What you have to do: Retype each entry below precisely as it reads.

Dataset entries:

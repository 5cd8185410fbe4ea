// Domain layer: step outcomes and the process-spawning port.

pub mod model;
pub mod ports;
//! Host package checks (`dpkg -l`) and installs (`sudo apt install -y`).

use crate::config::BootstrapConfig;
use crate::core::apply_policy;
use crate::domain::model::{PackageReport, PackageStatus};
use crate::domain::ports::{CommandRunner, CommandSpec};
use crate::utils::error::{BootstrapError, Result};
use std::collections::HashSet;

/// Names of the packages `dpkg -l` lists as installed: `ii`, or `hi` for
/// packages on hold.
///
/// Multi-arch names such as `libc6:amd64` are reduced to `libc6`.
pub fn parse_dpkg_list(output: &str) -> HashSet<String> {
    output
        .lines()
        .filter(|line| line.starts_with("ii ") || line.starts_with("hi "))
        .filter_map(|line| line.split_whitespace().nth(1))
        .map(|name| name.split(':').next().unwrap_or(name).to_string())
        .collect()
}

/// Builds `<prefix> <command...> <package>`, or `<command...> <package>` when
/// no privilege prefix is configured.
pub fn install_command(config: &BootstrapConfig, package: &str) -> Result<CommandSpec> {
    let mut parts = config
        .privilege_command
        .iter()
        .chain(config.install_command.iter())
        .cloned();

    let program = parts.next().ok_or_else(|| BootstrapError::ConfigError {
        message: "system.install_command is empty".to_string(),
    })?;

    Ok(CommandSpec::new(program).args(parts).arg(package))
}

fn query_command(config: &BootstrapConfig) -> Result<CommandSpec> {
    let (program, args) =
        config
            .query_command
            .split_first()
            .ok_or_else(|| BootstrapError::ConfigError {
                message: "system.query_command is empty".to_string(),
            })?;
    Ok(CommandSpec::new(program).args(args.iter().cloned()).captured())
}

/// Snapshot of the host package database. An unavailable database (no dpkg,
/// non-Debian host) reads as empty so every package counts as missing.
pub async fn query_installed<R>(runner: &R, config: &BootstrapConfig) -> Result<HashSet<String>>
where
    R: CommandRunner + ?Sized,
{
    let spec = query_command(config)?;

    match runner.run(&spec).await {
        Ok(output) if output.success() => {
            let installed = parse_dpkg_list(&output.stdout);
            tracing::debug!("{} packages registered as installed", installed.len());
            Ok(installed)
        }
        Ok(output) => {
            tracing::warn!(
                "Package query '{}' failed with {}",
                spec.display(),
                output.describe_status()
            );
            Ok(HashSet::new())
        }
        Err(e) => {
            tracing::warn!("Package query '{}' could not run: {}", spec.display(), e);
            Ok(HashSet::new())
        }
    }
}

async fn install_one<R>(runner: &R, config: &BootstrapConfig, package: &str) -> Result<Option<String>>
where
    R: CommandRunner + ?Sized,
{
    let spec = install_command(config, package)?;
    tracing::info!("Installing system package: {}", spec.display());

    let failure = match runner.run(&spec).await {
        Err(e) => Some(e.to_string()),
        Ok(output) if !output.success() => Some(output.describe_status()),
        Ok(_) if config.verify_installs => {
            let installed = query_installed(runner, config).await?;
            (!installed.contains(package))
                .then(|| "package not registered as installed after install".to_string())
        }
        Ok(_) => None,
    };

    Ok(failure)
}

/// Checks every configured package in order and installs the missing ones.
///
/// Outcomes are appended to `reports` as they happen, so a fail-fast abort
/// leaves the packages handled so far (including the failed one) recorded.
pub async fn ensure_system_packages<R>(
    runner: &R,
    config: &BootstrapConfig,
    reports: &mut Vec<PackageReport>,
) -> Result<()>
where
    R: CommandRunner + ?Sized,
{
    let report = |name: &str, status: PackageStatus| PackageReport {
        name: name.to_string(),
        status,
    };

    if !config.system_enabled {
        println!("Omitiendo la comprobación de paquetes del sistema");
        reports.extend(
            config
                .system_packages
                .iter()
                .map(|name| report(name, PackageStatus::Skipped)),
        );
        return Ok(());
    }

    let installed = query_installed(runner, config).await?;

    for package in &config.system_packages {
        if installed.contains(package) {
            println!("{} ya está instalado", package);
            reports.push(report(package, PackageStatus::AlreadyInstalled));
            continue;
        }

        if config.dry_run {
            println!(
                "{} no está instalado (se ejecutaría: {})",
                package,
                install_command(config, package)?.display()
            );
            reports.push(report(package, PackageStatus::Missing));
            continue;
        }

        println!("Instalando {}...", package);
        match install_one(runner, config, package).await? {
            None => reports.push(report(package, PackageStatus::Installed)),
            Some(reason) => {
                reports.push(report(
                    package,
                    PackageStatus::InstallFailed {
                        reason: reason.clone(),
                    },
                ));
                apply_policy(
                    config.policy,
                    BootstrapError::PackageInstallFailure {
                        package: package.clone(),
                        reason,
                    },
                )?;
            }
        }
    }

    Ok(())
}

Output of the task:
repository 5cd8185410fbe4ea
// Domain layer: step outcomes and the process-spawning port.

pub mod model;
pub mod ports;
//! Host package checks (`dpkg -l`) and installs (`sudo apt install -y`).

use crate::config::BootstrapConfig;
use crate::core::apply_policy;
use crate::domain::model::{PackageReport, PackageStatus};
use crate::domain::ports::{CommandRunner, CommandSpec};
use crate::utils::error::{BootstrapError, Result};
use std::collections::HashSet;

/// Names of the packages `dpkg -l` lists as installed: `ii`, or `hi` for
/// packages on hold.
///
/// Multi-arch names such as `libc6:amd64` are reduced to `libc6`.
pub fn parse_dpkg_list(output: &str) -> HashSet<String> {
    output
        .lines()
        .filter(|line| line.starts_with("ii ") || line.starts_with("hi "))
        .filter_map(|line| line.split_whitespace().nth(1))
        .map(|name| name.split(':').next().unwrap_or(name).to_string())
        .collect()
}

/// Builds `<prefix> <command...> <package>`, or `<command...> <package>` when
/// no privilege prefix is configured.
pub fn install_command(config: &BootstrapConfig, package: &str) -> Result<CommandSpec> {
    let mut parts = config
        .privilege_command
        .iter()
        .chain(config.install_command.iter())
        .cloned();

    let program = parts.next().ok_or_else(|| BootstrapError::ConfigError {
        message: "system.install_command is empty".to_string(),
    })?;

    Ok(CommandSpec::new(program).args(parts).arg(package))
}

fn query_command(config: &BootstrapConfig) -> Result<CommandSpec> {
    let (program, args) =
        config
            .query_command
            .split_first()
            .ok_or_else(|| BootstrapError::ConfigError {
                message: "system.query_command is empty".to_string(),
            })?;
    Ok(CommandSpec::new(program).args(args.iter().cloned()).captured())
}

/// Snapshot of the host package database. An unavailable database (no dpkg,
/// non-Debian host) reads as empty so every package counts as missing.
pub async fn query_installed<R>(runner: &R, config: &BootstrapConfig) -> Result<HashSet<String>>
where
    R: CommandRunner + ?Sized,
{
    let spec = query_command(config)?;

    match runner.run(&spec).await {
        Ok(output) if output.success() => {
            let installed = parse_dpkg_list(&output.stdout);
            tracing::debug!("{} packages registered as installed", installed.len());
            Ok(installed)
        }
        Ok(output) => {
            tracing::warn!(
                "Package query '{}' failed with {}",
                spec.display(),
                output.describe_status()
            );
            Ok(HashSet::new())
        }
        Err(e) => {
            tracing::warn!("Package query '{}' could not run: {}", spec.display(), e);
            Ok(HashSet::new())
        }
    }
}

async fn install_one<R>(runner: &R, config: &BootstrapConfig, package: &str) -> Result<Option<String>>
where
    R: CommandRunner + ?Sized,
{
    let spec = install_command(config, package)?;
    tracing::info!("Installing system package: {}", spec.display());

    let failure = match runner.run(&spec).await {
        Err(e) => Some(e.to_string()),
        Ok(output) if !output.success() => Some(output.describe_status()),
        Ok(_) if config.verify_installs => {
            let installed = query_installed(runner, config).await?;
            (!installed.contains(package))
                .then(|| "package not registered as installed after install".to_string())
        }
        Ok(_) => None,
    };

    Ok(failure)
}

/// Checks every configured package in order and installs the missing ones.
///
/// Outcomes are appended to `reports` as they happen, so a fail-fast abort
/// leaves the packages handled so far (including the failed one) recorded.
pub async fn ensure_system_packages<R>(
    runner: &R,
    config: &BootstrapConfig,
    reports: &mut Vec<PackageReport>,
) -> Result<()>
where
    R: CommandRunner + ?Sized,
{
    let report = |name: &str, status: PackageStatus| PackageReport {
        name: name.to_string(),
        status,
    };

    if !config.system_enabled {
        println!("Omitiendo la comprobación de paquetes del sistema");
        reports.extend(
            config
                .system_packages
                .iter()
                .map(|name| report(name, PackageStatus::Skipped)),
        );
        return Ok(());
    }

    let installed = query_installed(runner, config).await?;

    for package in &config.system_packages {
        if installed.contains(package) {
            println!("{} ya está instalado", package);
            reports.push(report(package, PackageStatus::AlreadyInstalled));
            continue;
        }

        if config.dry_run {
            println!(
                "{} no está instalado (se ejecutaría: {})",
                package,
                install_command(config, package)?.display()
            );
            reports.push(report(package, PackageStatus::Missing));
            continue;
        }

        println!("Instalando {}...", package);
        match install_one(runner, config, package).await? {
            None => reports.push(report(package, PackageStatus::Installed)),
            Some(reason) => {
                reports.push(report(
                    package,
                    PackageStatus::InstallFailed {
                        reason: reason.clone(),
                    },
                ));
                apply_policy(
                    config.policy,
                    BootstrapError::PackageInstallFailure {
                        package: package.clone(),
                        reason,
                    },
                )?;
            }
        }
    }

    Ok(())
}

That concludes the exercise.